The second hypothesis is that there is no dose/response correlation for cancers or hepatomas, when DDT is administered. Both of these hypotheses neglect the question of whether or not DDT is carcinogenic in the animals tested so far, and the most reasonable answer to this question is that the evidence available to date does not support the idea that DDT is a carcinogen.

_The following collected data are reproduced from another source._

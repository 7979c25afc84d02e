// Copyright (c) 2025 Encore Contributors. All rights reserved.
// SPDX-License-Identifier: Proprietary

//! Redis configuration for the refresh-token store.
//!
//! When disabled the server falls back to the in-memory store, which is
//! fine for single-instance deployments.

use serde::Deserialize;

/// Redis configuration (runtime, fully resolved).
#[derive(Debug, Clone)]
pub struct RedisConfig {
	pub enabled: bool,
	pub url: String,
}

impl Default for RedisConfig {
	fn default() -> Self {
		Self {
			enabled: false,
			url: "redis://127.0.0.1:6379".to_string(),
		}
	}
}

/// Redis configuration layer (partial, for merging).
#[derive(Debug, Clone, Default, Deserialize)]
pub struct RedisConfigLayer {
	#[serde(default)]
	pub enabled: Option<bool>,
	#[serde(default)]
	pub url: Option<String>,
}

impl RedisConfigLayer {
	pub fn merge(&mut self, other: RedisConfigLayer) {
		if other.enabled.is_some() {
			self.enabled = other.enabled;
		}
		if other.url.is_some() {
			self.url = other.url;
		}
	}

	pub fn finalize(self) -> RedisConfig {
		let defaults = RedisConfig::default();
		RedisConfig {
			enabled: self.enabled.unwrap_or(defaults.enabled),
			url: self.url.unwrap_or(defaults.url),
		}
	}
}

#[cfg(test)]
mod tests {
	use super::*;

	#[test]
	fn test_disabled_by_default() {
		let config = RedisConfigLayer::default().finalize();
		assert!(!config.enabled);
		assert_eq!(config.url, "redis://127.0.0.1:6379");
	}
}
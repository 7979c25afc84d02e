// Copyright (c) 2025 Encore Contributors. All rights reserved.
// SPDX-License-Identifier: Proprietary

//! Secret wrapper types for Encore.
//!
//! This crate provides:
//! - [`Secret<T>`]: a wrapper that redacts its contents in `Debug` and
//!   `Display` output and zeroizes them on drop
//! - [`SecretString`]: the common string specialization used for client
//!   secrets, access tokens, and signing keys
//! - [`load_secret_env`]: helper for loading secrets from environment
//!   variables, with `*_FILE` indirection support

pub mod env;

pub use env::{load_secret_env, SecretEnvError};

use std::fmt;
use zeroize::Zeroize;

/// Placeholder emitted wherever a secret would otherwise appear.
pub const REDACTED: &str = "[REDACTED]";

/// A wrapper that prevents accidental logging of sensitive values.
///
/// The inner value is only reachable through [`Secret::expose`], which makes
/// every use of the raw secret visible at the call site. `Debug` and
/// `Display` both print [`REDACTED`], and the value is zeroized when the
/// wrapper is dropped.
pub struct Secret<T: Zeroize>(T);

impl<T: Zeroize> Secret<T> {
	/// Wrap a sensitive value.
	pub fn new(value: T) -> Self {
		Self(value)
	}

	/// Access the inner value.
	pub fn expose(&self) -> &T {
		&self.0
	}
}

impl<T: Zeroize> Drop for Secret<T> {
	fn drop(&mut self) {
		self.0.zeroize();
	}
}

impl<T: Zeroize + Clone> Clone for Secret<T> {
	fn clone(&self) -> Self {
		Self(self.0.clone())
	}
}

impl<T: Zeroize> fmt::Debug for Secret<T> {
	fn fmt(&self, f: &mut fmt::Formatter<'_>) -> fmt::Result {
		f.write_str(REDACTED)
	}
}

impl<T: Zeroize> fmt::Display for Secret<T> {
	fn fmt(&self, f: &mut fmt::Formatter<'_>) -> fmt::Result {
		f.write_str(REDACTED)
	}
}

impl<T: Zeroize + PartialEq> PartialEq for Secret<T> {
	fn eq(&self, other: &Self) -> bool {
		self.0 == other.0
	}
}

impl<T: Zeroize + Eq> Eq for Secret<T> {}

impl<T: Zeroize> From<T> for Secret<T> {
	fn from(value: T) -> Self {
		Self::new(value)
	}
}

#[cfg(feature = "serde")]
impl<'de, T> serde::Deserialize<'de> for Secret<T>
where
	T: Zeroize + serde::Deserialize<'de>,
{
	fn deserialize<D>(deserializer: D) -> Result<Self, D::Error>
	where
		D: serde::Deserializer<'de>,
	{
		T::deserialize(deserializer).map(Secret::new)
	}
}

#[cfg(feature = "serde")]
impl<T> serde::Serialize for Secret<T>
where
	T: Zeroize + serde::Serialize,
{
	fn serialize<S>(&self, serializer: S) -> Result<S::Ok, S::Error>
	where
		S: serde::Serializer,
	{
		self.0.serialize(serializer)
	}
}

/// The common string secret.
pub type SecretString = Secret<String>;

impl From<&str> for SecretString {
	fn from(value: &str) -> Self {
		Self::new(value.to_string())
	}
}

#[cfg(test)]
mod tests {
	use super::*;

	#[test]
	fn debug_output_is_redacted() {
		let secret = SecretString::new("hunter2".to_string());
		assert_eq!(format!("{secret:?}"), REDACTED);
	}

	#[test]
	fn display_output_is_redacted() {
		let secret = SecretString::new("hunter2".to_string());
		assert_eq!(secret.to_string(), REDACTED);
	}

	#[test]
	fn expose_returns_inner_value() {
		let secret = SecretString::new("hunter2".to_string());
		assert_eq!(secret.expose(), "hunter2");
	}

	#[test]
	fn clone_preserves_value() {
		let secret = SecretString::new("hunter2".to_string());
		let cloned = secret.clone();
		assert_eq!(secret, cloned);
	}

	#[test]
	fn equality_compares_inner_values() {
		let a = SecretString::from("same");
		let b = SecretString::from("same");
		let c = SecretString::from("different");
		assert_eq!(a, b);
		assert_ne!(a, c);
	}

	#[cfg(feature = "serde")]
	#[test]
	fn deserializes_from_plain_string() {
		let secret: SecretString = serde_json::from_str("\"token-value\"").unwrap();
		assert_eq!(secret.expose(), "token-value");
	}

	#[cfg(feature = "serde")]
	#[test]
	fn debug_of_deserialized_secret_is_redacted() {
		let secret: SecretString = serde_json::from_str("\"token-value\"").unwrap();
		assert!(!format!("{secret:?}").contains("token-value"));
	}

	mod proptests {
		use super::*;
		use proptest::prelude::*;

		proptest! {
			#[test]
			fn secret_never_leaks_in_debug(value in "[a-zA-Z0-9]{1,64}") {
				prop_assume!(!REDACTED.contains(&value));
				let secret = SecretString::new(value.clone());
				let debug = format!("{secret:?}");
				prop_assert!(!debug.contains(&value));
				prop_assert_eq!(debug, REDACTED);
			}

			#[test]
			fn expose_roundtrips(value in "[ -~]{0,128}") {
				let secret = SecretString::new(value.clone());
				prop_assert_eq!(secret.expose(), &value);
			}
		}
	}
}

Two studies with humans have been reported, and both are negative for definitive adverse effects. These were the studies which Dr. Epstein dismissed as inappropriate. Hayes et al, 1971 (cited earlier) fed DDT volunteers doses of DDT at rates of up to 35 mg. per day for 21.5 months, and some of the people were observed for 5 years from the initial feeding period. The dose was calculated at 535 times the average daily intake in the U.S., and no adverse effects were observed.

Laws et al. 1967, (cited earlier) followed 35 men with 11 to 19 years of high exposure at a facility where DDT was manufactured, and these men showed no adverse effects attributed to exposure to DDT. Based on storage and excretion levels, the average daily intake was estimated at 3 to 18 mg per man per day.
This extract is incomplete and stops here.